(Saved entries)
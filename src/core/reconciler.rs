//! Settlement reconciliation engine
//!
//! Advances persisted settlement statuses in response to parsed files while
//! enforcing the monotonicity invariant: a status only ever moves forward in
//! its ordinal order. Files can arrive out of order, be duplicated, or be
//! reprocessed; a stale file must never regress a deal that a newer file
//! already advanced.
//!
//! The guard is a read-modify-write against external persisted state. It is
//! implemented as a compare-and-set loop at the storage boundary so that
//! multiple worker processes can run it concurrently against the same
//! reference number: the loser of a race re-reads and re-decides instead of
//! clobbering.

use std::sync::Arc;
use std::time::Duration;

use rust_decimal::Decimal;
use tracing::warn;

use crate::core::traits::{DealStatusStore, EventPublisher, RewardScheduler};
use crate::types::{
    CreditStatus, ParseWarning, ResultCode, RewardPayoutPayload, RewardPayoutStatus,
    SettledTransactionEvent, SettlementError,
};

/// Fixed delay before a scheduled reward payout becomes payable
///
/// The window exists so a later-arriving reversal for the same transaction
/// can rescind the payout before it is paid.
pub const REWARD_PAYOUT_DELAY: Duration = Duration::from_secs(30 * 60);

/// Credit statuses a caller may legally target
///
/// Anything else is a programming error in the caller, not a data problem.
const LEGAL_CREDIT_TARGETS: [CreditStatus; 4] = [
    CreditStatus::ClearingReceived,
    CreditStatus::StatementCreditRequested,
    CreditStatus::RejectedByPartner,
    CreditStatus::CreditGranted,
];

/// Payout statuses a caller may legally target
const LEGAL_PAYOUT_TARGETS: [RewardPayoutStatus; 2] =
    [RewardPayoutStatus::Rescinded, RewardPayoutStatus::Paid];

/// Per-batch outcome of a status advance
///
/// The batch never aborts on a single record: regressions and unknown
/// references are reported and collected, and the remaining records proceed.
#[derive(Debug, Clone, Default, PartialEq)]
pub struct StatusAdvanceOutcome {
    /// References whose status was committed to the target
    pub applied: Vec<String>,
    /// References skipped because their stored status was already further
    /// along than the target
    pub skipped: Vec<String>,
    /// References with no stored status
    pub missing: Vec<String>,
}

/// Reconciliation engine over injected collaborators
///
/// Cheap to clone; all collaborators are shared behind `Arc`.
#[derive(Clone)]
pub struct SettlementReconciler {
    store: Arc<dyn DealStatusStore>,
    scheduler: Arc<dyn RewardScheduler>,
    publisher: Arc<dyn EventPublisher>,
}

impl SettlementReconciler {
    /// Create an engine over the given collaborators
    pub fn new(
        store: Arc<dyn DealStatusStore>,
        scheduler: Arc<dyn RewardScheduler>,
        publisher: Arc<dyn EventPublisher>,
    ) -> Self {
        SettlementReconciler {
            store,
            scheduler,
            publisher,
        }
    }

    /// Advance the credit status of each referenced deal to `target`
    ///
    /// Per reference: commit when `target` is ordinally at or beyond the
    /// stored status, otherwise skip that record, report
    /// `CreditStatusTooAdvanced`, and continue with the rest of the batch.
    ///
    /// # Panics
    ///
    /// Panics when `target` is not a legal caller target. That is a caller
    /// bug, not a data problem.
    ///
    /// # Errors
    ///
    /// Propagates store failures; no internal retries beyond the
    /// compare-and-set reload loop.
    pub async fn advance_credit_status(
        &self,
        reference_numbers: &[String],
        target: CreditStatus,
    ) -> Result<StatusAdvanceOutcome, SettlementError> {
        assert!(
            LEGAL_CREDIT_TARGETS.contains(&target),
            "illegal credit status target: {target:?}"
        );

        let mut outcome = StatusAdvanceOutcome::default();

        for reference_number in reference_numbers {
            loop {
                let Some(current) = self.store.credit_status(reference_number).await? else {
                    warn!(
                        reference = %reference_number,
                        target = ?target,
                        "no stored credit status for reference"
                    );
                    outcome.missing.push(reference_number.clone());
                    break;
                };

                if target < current {
                    warn!(
                        code = ResultCode::CreditStatusTooAdvanced.code(),
                        reference = %reference_number,
                        current = ?current,
                        target = ?target,
                        "stored credit status is already beyond the target; skipping"
                    );
                    outcome.skipped.push(reference_number.clone());
                    break;
                }

                if self
                    .store
                    .compare_and_set_credit_status(reference_number, current, target)
                    .await?
                {
                    outcome.applied.push(reference_number.clone());
                    break;
                }
                // Lost the race to another worker: re-read and re-decide.
            }
        }

        Ok(outcome)
    }

    /// Advance the payout status of each referenced reward to `target`
    ///
    /// Identical contract to [`advance_credit_status`], reporting
    /// `PayoutStatusTooAdvanced` on regression.
    ///
    /// [`advance_credit_status`]: Self::advance_credit_status
    ///
    /// # Panics
    ///
    /// Panics when `target` is not a legal caller target.
    ///
    /// # Errors
    ///
    /// Propagates store failures.
    pub async fn advance_reward_payout_status(
        &self,
        reward_ids: &[String],
        target: RewardPayoutStatus,
    ) -> Result<StatusAdvanceOutcome, SettlementError> {
        assert!(
            LEGAL_PAYOUT_TARGETS.contains(&target),
            "illegal reward payout status target: {target:?}"
        );

        let mut outcome = StatusAdvanceOutcome::default();

        for reward_id in reward_ids {
            loop {
                let Some(current) = self.store.reward_payout_status(reward_id).await? else {
                    warn!(
                        reward = %reward_id,
                        target = ?target,
                        "no stored payout status for reward"
                    );
                    outcome.missing.push(reward_id.clone());
                    break;
                };

                if target < current {
                    warn!(
                        code = ResultCode::PayoutStatusTooAdvanced.code(),
                        reward = %reward_id,
                        current = ?current,
                        target = ?target,
                        "stored payout status is already beyond the target; skipping"
                    );
                    outcome.skipped.push(reward_id.clone());
                    break;
                }

                if self
                    .store
                    .compare_and_set_reward_payout_status(reward_id, current, target)
                    .await?
                {
                    outcome.applied.push(reward_id.clone());
                    break;
                }
            }
        }

        Ok(outcome)
    }

    /// Check parsed record count and total amount against a footer's claims
    ///
    /// A mismatch on either dimension is an observability signal, not a
    /// transactional abort: it is logged, reported, and already-committed
    /// records stand.
    pub fn evaluate_metadata(
        &self,
        parsed_count: usize,
        declared_count: i64,
        parsed_total: Decimal,
        declared_total: Decimal,
    ) -> Vec<ParseWarning> {
        let mut warnings = Vec::new();

        if parsed_count as i64 != declared_count {
            warn!(
                code = ResultCode::RecordCountMismatch.code(),
                parsed = parsed_count,
                declared = declared_count,
                "parsed record count disagrees with footer"
            );
            warnings.push(ParseWarning::file_level(
                ResultCode::RecordCountMismatch,
                format!(
                    "parsed {} settlement records, footer declared {}",
                    parsed_count, declared_count
                ),
            ));
        }

        if parsed_total != declared_total {
            warn!(
                code = ResultCode::TotalAmountMismatch.code(),
                parsed = %parsed_total,
                declared = %declared_total,
                "parsed total amount disagrees with footer"
            );
            warnings.push(ParseWarning::file_level(
                ResultCode::TotalAmountMismatch,
                format!(
                    "parsed settlement total {}, footer declared {}",
                    parsed_total, declared_total
                ),
            ));
        }

        warnings
    }

    /// Schedule a reward payout with the fixed anti-race delay
    ///
    /// # Errors
    ///
    /// Propagates scheduler failures.
    pub async fn schedule_reward_payout(
        &self,
        payload: RewardPayoutPayload,
    ) -> Result<(), SettlementError> {
        self.scheduler
            .schedule_payout(payload, REWARD_PAYOUT_DELAY)
            .await
    }

    /// Publish a settled-transaction event downstream
    ///
    /// # Errors
    ///
    /// Propagates publisher failures.
    pub async fn publish_settled_event(
        &self,
        event: SettledTransactionEvent,
    ) -> Result<(), SettlementError> {
        self.publisher.publish(event).await
    }
}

(WHAT THE TASK ASKS):
The lines above that hold the word "with" should be found and copied out.

(EXERCISE OUTPUT):
    /// References with no stored status
    /// `CreditStatusTooAdvanced`, and continue with the rest of the batch.
                "parsed record count disagrees with footer"
                "parsed total amount disagrees with footer"
    /// Schedule a reward payout with the fixed anti-race delay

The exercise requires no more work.